Em 1605, Miguel de Cervantes publicava pela primeira sua obra prima, Dom Quixote. O livro conta a história de um pequeno fidalgo castelhano, aficcionado por romances de cavalaria e que perde a razão, passando a viver a fantasia de ser um cavaleiro. Ao lado de seu fiel escudeiro Sancho Pança, ele viaja pela Espanha em aventuras que só existem em sua cabeça. Seus inimigos que julga serem gigantes, nada mais são que moinhos de vento. A história se tornou um clássico da literatura, e hoje, mesmo 4 séculos depois, o espírito de Dom Quixote parece estar mais vivo do que nunca.

O acirramento político no Brasil nos últimos anos, trouxe consigo uma polarização sem precedentes desde a redemocratização da década de 80. Dentro desse cenário, Lula e o PT resgataram o velho discurso, esquecido durante anos, de atacar as elites e assim culpá-las pelo processo de Impeachment da Presidente Dilma, pelo esfacelamento do partido e pela própria deterioração da imagem do ex-Presidente, figura de maior expressão da esquerda brasileira. A insistência dessa narrativa é uma estratégia desesperada e que mostra a total desconexão que o PT tem hoje com a realidade. Lula e o petismo são como Dom Quixote, e as elites são seus moinhos de vento.

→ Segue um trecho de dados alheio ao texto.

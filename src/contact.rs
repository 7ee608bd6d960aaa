//! Contact form state and validation.

use std::fmt;
use std::rc::Rc;
use std::str::FromStr;

use log::{info, warn};
use once_cell::sync::Lazy;
use regex::Regex;
use serde::Serialize;
use thiserror::Error;
use yew::prelude::*;

// Browser-side `\S`: everything except the ECMAScript whitespace and line
// terminator set. Rust's `\S` differs on U+0085 and U+FEFF.
const NON_SPACE: &str = r"[^\t\n\x0B\x0C\r \x{A0}\x{1680}\x{2000}-\x{200A}\x{2028}\x{2029}\x{202F}\x{205F}\x{3000}\x{FEFF}]";

// Unanchored: any `x@y.z` shape anywhere in the value passes.
static EMAIL_SHAPE: Lazy<Regex> = Lazy::new(|| {
    Regex::new(&format!(r"{c}+@{c}+\.{c}+", c = NON_SPACE)).unwrap()
});

pub const SUCCESS_MESSAGE: &str = "Form submitted successfully!";

#[derive(Debug, Clone, Copy, PartialEq, Eq, Serialize)]
pub enum LicenseType {
    Microsoft,
    Adobe,
    Autodesk,
    Other,
}

impl LicenseType {
    pub const ALL: [LicenseType; 4] = [
        LicenseType::Microsoft,
        LicenseType::Adobe,
        LicenseType::Autodesk,
        LicenseType::Other,
    ];

    pub fn as_str(&self) -> &'static str {
        match self {
            LicenseType::Microsoft => "Microsoft",
            LicenseType::Adobe => "Adobe",
            LicenseType::Autodesk => "Autodesk",
            LicenseType::Other => "Other",
        }
    }
}

impl fmt::Display for LicenseType {
    fn fmt(&self, f: &mut fmt::Formatter<'_>) -> fmt::Result {
        f.write_str(self.as_str())
    }
}

#[derive(Debug, Error, PartialEq, Eq)]
#[error("unknown license type: {0}")]
pub struct UnknownLicenseType(String);

impl FromStr for LicenseType {
    type Err = UnknownLicenseType;

    fn from_str(s: &str) -> Result<Self, Self::Err> {
        LicenseType::ALL
            .into_iter()
            .find(|t| t.as_str() == s)
            .ok_or_else(|| UnknownLicenseType(s.to_string()))
    }
}

#[derive(Debug, Clone, Copy, PartialEq, Eq, Error)]
pub enum ValidationError {
    #[error("Please fill all required fields.")]
    MissingField,
    #[error("Please enter a valid email.")]
    InvalidEmail,
}

#[derive(Debug, Clone, Copy, PartialEq, Eq)]
pub enum Field {
    Name,
    Email,
    Company,
    Message,
}

/// Raw field values as typed. Nothing is trimmed.
#[derive(Debug, Clone, Default, PartialEq, Eq)]
pub struct ContactFields {
    pub name: String,
    pub email: String,
    pub company: String,
    pub license_type: Option<LicenseType>,
    pub message: String,
}

#[derive(Debug, Clone, PartialEq, Eq, Serialize)]
#[serde(rename_all = "camelCase")]
pub struct ContactSubmission {
    pub name: String,
    pub email: String,
    pub company: String,
    pub license_type: Option<LicenseType>,
    pub message: String,
}

pub fn is_valid_email(email: &str) -> bool {
    EMAIL_SHAPE.is_match(email)
}

impl ContactFields {
    /// Required fields first, then email shape. First failure wins.
    pub fn validate(&self) -> Result<ContactSubmission, ValidationError> {
        let required = [&self.name, &self.email, &self.company, &self.message];
        if required.iter().any(|value| value.is_empty()) {
            return Err(ValidationError::MissingField);
        }
        if !is_valid_email(&self.email) {
            return Err(ValidationError::InvalidEmail);
        }
        Ok(ContactSubmission {
            name: self.name.clone(),
            email: self.email.clone(),
            company: self.company.clone(),
            license_type: self.license_type,
            message: self.message.clone(),
        })
    }

    fn set(&mut self, field: Field, value: String) {
        match field {
            Field::Name => self.name = value,
            Field::Email => self.email = value,
            Field::Company => self.company = value,
            Field::Message => self.message = value,
        }
    }
}

#[derive(Debug, Clone, PartialEq, Eq)]
pub enum Notice {
    Success,
    Error(ValidationError),
}

impl Notice {
    pub fn message(&self) -> String {
        match self {
            Notice::Success => SUCCESS_MESSAGE.to_string(),
            Notice::Error(e) => e.to_string(),
        }
    }
}

pub enum ContactAction {
    Set(Field, String),
    SetLicenseType(Option<LicenseType>),
    Submit,
    DismissNotice,
}

#[derive(Debug, Clone, Default, PartialEq)]
pub struct ContactFormState {
    pub fields: ContactFields,
    pub notice: Option<Notice>,
    /// Bumped on every submit so the view can react to repeated
    /// identical outcomes.
    pub attempts: u32,
}

impl Reducible for ContactFormState {
    type Action = ContactAction;

    fn reduce(self: Rc<Self>, action: Self::Action) -> Rc<Self> {
        let mut next = (*self).clone();
        match action {
            ContactAction::Set(field, value) => next.fields.set(field, value),
            ContactAction::SetLicenseType(license_type) => next.fields.license_type = license_type,
            ContactAction::Submit => {
                next.attempts = next.attempts.wrapping_add(1);
                match self.fields.validate() {
                    Ok(submission) => {
                        info!(
                            "Contact form accepted: {}",
                            serde_json::to_string(&submission).unwrap_or_default()
                        );
                        next.fields = ContactFields::default();
                        next.notice = Some(Notice::Success);
                    }
                    Err(e) => {
                        warn!("Contact form rejected: {}", e);
                        next.notice = Some(Notice::Error(e));
                    }
                }
            }
            ContactAction::DismissNotice => next.notice = None,
        }
        Rc::new(next)
    }
}

#[cfg(test)]
mod tests {
    use super::*;

    fn fields(name: &str, email: &str, company: &str, message: &str) -> ContactFields {
        ContactFields {
            name: name.into(),
            email: email.into(),
            company: company.into(),
            license_type: None,
            message: message.into(),
        }
    }

    fn submit(fields: ContactFields) -> Rc<ContactFormState> {
        Rc::new(ContactFormState {
            fields,
            ..Default::default()
        })
        .reduce(ContactAction::Submit)
    }

    #[test]
    fn bad_email_is_rejected() {
        let state = submit(fields("A", "bad", "B", "hi"));
        assert_eq!(state.notice, Some(Notice::Error(ValidationError::InvalidEmail)));
        assert_eq!(state.fields, fields("A", "bad", "B", "hi"));
    }

    #[test]
    fn empty_name_is_missing_field() {
        let state = submit(fields("", "a@b.com", "B", "hi"));
        assert_eq!(state.notice, Some(Notice::Error(ValidationError::MissingField)));
        assert_eq!(state.fields, fields("", "a@b.com", "B", "hi"));
    }

    #[test]
    fn valid_submission_clears_fields() {
        let mut input = fields("A", "a@b.com", "B", "hi");
        input.license_type = Some(LicenseType::Adobe);
        let state = submit(input);

        assert_eq!(state.notice, Some(Notice::Success));
        assert_eq!(state.fields, ContactFields::default());
    }

    #[test]
    fn any_empty_required_field_is_missing_field() {
        let cases = [
            fields("", "a@b.com", "B", "hi"),
            fields("A", "", "B", "hi"),
            fields("A", "a@b.com", "", "hi"),
            fields("A", "a@b.com", "B", ""),
            fields("", "bad", "", ""),
        ];
        for case in cases {
            assert_eq!(case.validate(), Err(ValidationError::MissingField), "{:?}", case);
        }
    }

    #[test]
    fn whitespace_counts_as_filled() {
        let state = fields(" ", "a@b.com", " ", " ");
        assert!(state.validate().is_ok());
    }

    #[test]
    fn email_shape_is_loose() {
        for ok in ["a@b.com", "first.last@sub.example.org", "x y@z.w", "a@b.c.d", "<a@b.c>"] {
            assert!(is_valid_email(ok), "{ok}");
        }
        for bad in ["bad", "a@b", "@b.com", "a@.com", "a@b.", "a @b.com", "a@ b.com"] {
            assert!(!is_valid_email(bad), "{bad}");
        }
    }

    #[test]
    fn email_whitespace_follows_browser_rules() {
        // U+FEFF is whitespace to the browser, U+0085 is not.
        assert!(!is_valid_email("a@b.\u{FEFF}"));
        assert!(!is_valid_email("a\u{3000}@b.com"));
        assert!(is_valid_email("a@b.\u{85}"));
        assert!(is_valid_email("a@b.c\u{FEFF}"));
    }

    #[test]
    fn validate_is_repeatable() {
        let input = fields("A", "a@b.com", "B", "hi");
        assert_eq!(input.validate(), input.validate());
        assert!(input.validate().is_ok());
    }

    #[test]
    fn set_touches_only_named_field() {
        let state = Rc::new(ContactFormState::default())
            .reduce(ContactAction::Set(Field::Company, "Acme".into()))
            .reduce(ContactAction::SetLicenseType(Some(LicenseType::Autodesk)));

        assert_eq!(state.fields.company, "Acme");
        assert_eq!(state.fields.license_type, Some(LicenseType::Autodesk));
        assert!(state.fields.name.is_empty());
        assert!(state.notice.is_none());
    }

    #[test]
    fn dismiss_keeps_fields() {
        let state = submit(fields("A", "bad", "B", "hi"));
        let attempts = state.attempts;
        let state = state.reduce(ContactAction::DismissNotice);

        assert!(state.notice.is_none());
        assert_eq!(state.fields.email, "bad");
        assert_eq!(state.attempts, attempts);
    }

    #[test]
    fn notice_messages_match_alert_text() {
        assert_eq!(Notice::Success.message(), "Form submitted successfully!");
        assert_eq!(
            Notice::Error(ValidationError::MissingField).message(),
            "Please fill all required fields."
        );
        assert_eq!(
            Notice::Error(ValidationError::InvalidEmail).message(),
            "Please enter a valid email."
        );
    }

    #[test]
    fn license_type_parses_select_values() {
        assert_eq!("Microsoft".parse::<LicenseType>(), Ok(LicenseType::Microsoft));
        assert_eq!("Other".parse::<LicenseType>(), Ok(LicenseType::Other));
        assert!("".parse::<LicenseType>().is_err());
        assert!("adobe".parse::<LicenseType>().is_err());
    }
}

O maior inimigo do PT hoje é o próprio partido. Inebriado pelo poder e tomado pela arrogância, o partido se tornou incapaz de admitir seus erros, e assim propor novos caminhos. Após o escândalo do Mensalão, seus líderes condenados por corrupção ao invés de serem expulsos da legenda, tornaram-se ídolos, heróis, mártires da causa. O desmantelamento do esquema, que poderia ter servido para o partido se reorganizar e rever suas práticas, serviu apenas para a elaboração de um esquema ainda mais sofisticado e lucrativo: o Petrolão. Roubaram os cofres da maior Companhia do país, financiaram o próprio partido, os partidos da base aliada e ainda controlaram a oposição através de generosas propinas. Isso durante quase uma década. Tomaram de assalto o Estado, quebraram nossas empresas públicas e ainda levaram o país a crise econômica mais profunda de sua história. Tudo em nome de um projeto, cujo único objetivo era perpetuar-se no poder.

É triste ver algumas pessoas que admiro profundamente e que sei que querem um Brasil melhor, mas que continuam com essas idéias rasas, mesquinhas e ultrapassadas da luta de classes. Elas criam fantasmas de uma elite opressora cruel, digna de bruxas más de histórias da Disney, fantasiam um golpe contra a democracia e embarcam no discurso velho, oportunista e desesperado do ex-Presidente Lula. Estão vivendo um delírio e se não optarem por sua sanidade, irão passar a eternidade junto com ele, lutando contra moinhos de vento.